Task directions: Below are entries. Reproduce exactly the lines between the line holding "guard lets a" and the line holding "the protected page.", inclusive, and only those.

§ §

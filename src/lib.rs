//! # playgate
//!
//! Session route guards for the game catalogue client.
//!
//! Every route is wrapped in one of two guards. The protected guard lets a
//! visitor through only after the auth probe confirms a live session; the
//! reverse guard keeps signed-in visitors off the login and face-enrollment
//! pages. The probe asks the password-session and biometric-session backends
//! in parallel and accepts either.
//!
//! This crate contains the probe, both guards, the post-login callback
//! handler, the static route table, and a router that mounts them against an
//! in-memory history. Rendering is left to the UI layer through [`view::View`].

pub mod callback;
pub mod config;
pub mod guard;
pub mod history;
pub mod probe;
pub mod router;
pub mod routes;
pub mod session;
pub mod view;
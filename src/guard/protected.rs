//! Protected guard — keeps unauthenticated visitors out of content routes.
//!
//! DESIGN
//! ======
//! `Verifying -> {Authorized, Redirecting}`. A positive verdict is held back
//! until `min_verify_delay` has passed since mount so the loading view never
//! flashes; the delay is measured from mount, so a slow probe eats into it.
//! A negative verdict or a probe error redirects to login at once, replacing
//! the history entry so "back" cannot return to the protected page.

use std::sync::Arc;
use std::time::Duration;

use tokio::sync::{oneshot, watch};
use tokio::time::Instant;
use tracing::{Instrument, debug, error, info, info_span};
use uuid::Uuid;

use super::{GuardHandle, GuardState, NavigateOptions, Navigator, is_unmounted};
use crate::config::DEFAULT_MIN_VERIFY_MS;
use crate::probe::AuthProbe;
use crate::routes::LOGIN;
use crate::view::{LoadingIndicator, View};

pub const LOADING_ANIMATION_URL: &str = "https://lottie.host/376c2d63-c220-4987-b922-67d602ba3510/DCVf0jB4V9.lottie";
pub const VERIFYING_CAPTION: &str = "Verifying authentication...";

#[derive(Debug, Clone, PartialEq, Eq)]
pub enum ProtectedState {
    Verifying,
    Authorized,
    Redirecting { to: String },
}

impl GuardState for ProtectedState {
    fn is_settled(&self) -> bool {
        !matches!(self, Self::Verifying)
    }
}

impl ProtectedState {
    /// Render this state around `content`. Content is only ever shown once
    /// authorized.
    pub fn view<C>(&self, content: C) -> View<C> {
        match self {
            Self::Verifying => View::Loading(LoadingIndicator::full_viewport(LOADING_ANIMATION_URL, VERIFYING_CAPTION)),
            Self::Authorized => View::Content(content),
            Self::Redirecting { .. } => View::Empty,
        }
    }
}

/// Mounts protected-route checks against a shared probe and navigator.
#[derive(Clone)]
pub struct ProtectedGuard {
    probe: Arc<dyn AuthProbe>,
    navigator: Arc<dyn Navigator>,
    min_verify_delay: Duration,
}

impl ProtectedGuard {
    #[must_use]
    pub fn new(probe: Arc<dyn AuthProbe>, navigator: Arc<dyn Navigator>) -> Self {
        Self { probe, navigator, min_verify_delay: Duration::from_millis(DEFAULT_MIN_VERIFY_MS) }
    }

    #[must_use]
    pub fn with_min_verify_delay(mut self, delay: Duration) -> Self {
        self.min_verify_delay = delay;
        self
    }

    /// Start verifying. Must be called from within a tokio runtime.
    #[must_use]
    pub fn mount(&self) -> GuardHandle<ProtectedState> {
        let id = Uuid::new_v4();
        let (state_tx, state_rx) = watch::channel(ProtectedState::Verifying);
        let (unmount_tx, unmount_rx) = oneshot::channel();

        let task = tokio::spawn(
            verify(self.probe.clone(), self.navigator.clone(), self.min_verify_delay, state_tx, unmount_rx)
                .instrument(info_span!("protected_guard", guard_id = %id)),
        );

        GuardHandle::new(id, state_rx, unmount_tx, task)
    }
}

async fn verify(
    probe: Arc<dyn AuthProbe>,
    navigator: Arc<dyn Navigator>,
    min_verify_delay: Duration,
    state: watch::Sender<ProtectedState>,
    mut unmount: oneshot::Receiver<()>,
) {
    let started = Instant::now();

    let verdict = tokio::select! {
        biased;
        _ = &mut unmount => {
            debug!("unmounted while verifying; probe abandoned");
            return;
        }
        verdict = probe.verify() => verdict,
    };

    match verdict {
        Ok(true) => {
            let remaining = min_verify_delay.saturating_sub(started.elapsed());
            if !remaining.is_zero() {
                tokio::select! {
                    biased;
                    _ = &mut unmount => {
                        debug!("unmounted during minimum loading delay");
                        return;
                    }
                    () = tokio::time::sleep(remaining) => {}
                }
            }
            if is_unmounted(&mut unmount) {
                return;
            }
            info!(elapsed = ?started.elapsed(), "session verified");
            state.send_replace(ProtectedState::Authorized);
        }
        Ok(false) => {
            if is_unmounted(&mut unmount) {
                return;
            }
            info!(to = LOGIN, "session not authenticated; redirecting");
            redirect_to_login(&state, navigator.as_ref());
        }
        Err(e) => {
            if is_unmounted(&mut unmount) {
                return;
            }
            error!(error = %e, "authentication verification error; redirecting");
            redirect_to_login(&state, navigator.as_ref());
        }
    }
}

fn redirect_to_login(state: &watch::Sender<ProtectedState>, navigator: &dyn Navigator) {
    // The new location must be in place before the settled state is observable.
    navigator.navigate(LOGIN, NavigateOptions::replace());
    state.send_replace(ProtectedState::Redirecting { to: LOGIN.to_owned() });
}

#[cfg(test)]
#[path = "protected_test.rs"]
mod tests;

§ §

Answer section:
//! Every route is wrapped in one of two guards. The protected guard lets a
//! visitor through only after the auth probe confirms a live session; the
//! reverse guard keeps signed-in visitors off the login and face-enrollment
//! pages. The probe asks the password-session and biometric-session backends
//! in parallel and accepts either.
//!
//! This crate contains the probe, both guards, the post-login callback
//! handler, the static route table, and a router that mounts them against an
//! in-memory history. Rendering is left to the UI layer through [`view::View`].

pub mod callback;
pub mod config;
pub mod guard;
pub mod history;
pub mod probe;
pub mod router;
pub mod routes;
pub mod session;
pub mod view;
filename src/guard/protected.rs
//! Protected guard — keeps unauthenticated visitors out of content routes.
//!
//! DESIGN
//! ======
//! `Verifying -> {Authorized, Redirecting}`. A positive verdict is held back
//! until `min_verify_delay` has passed since mount so the loading view never
//! flashes; the delay is measured from mount, so a slow probe eats into it.
//! A negative verdict or a probe error redirects to login at once, replacing
//! the history entry so "back" cannot return to the protected page.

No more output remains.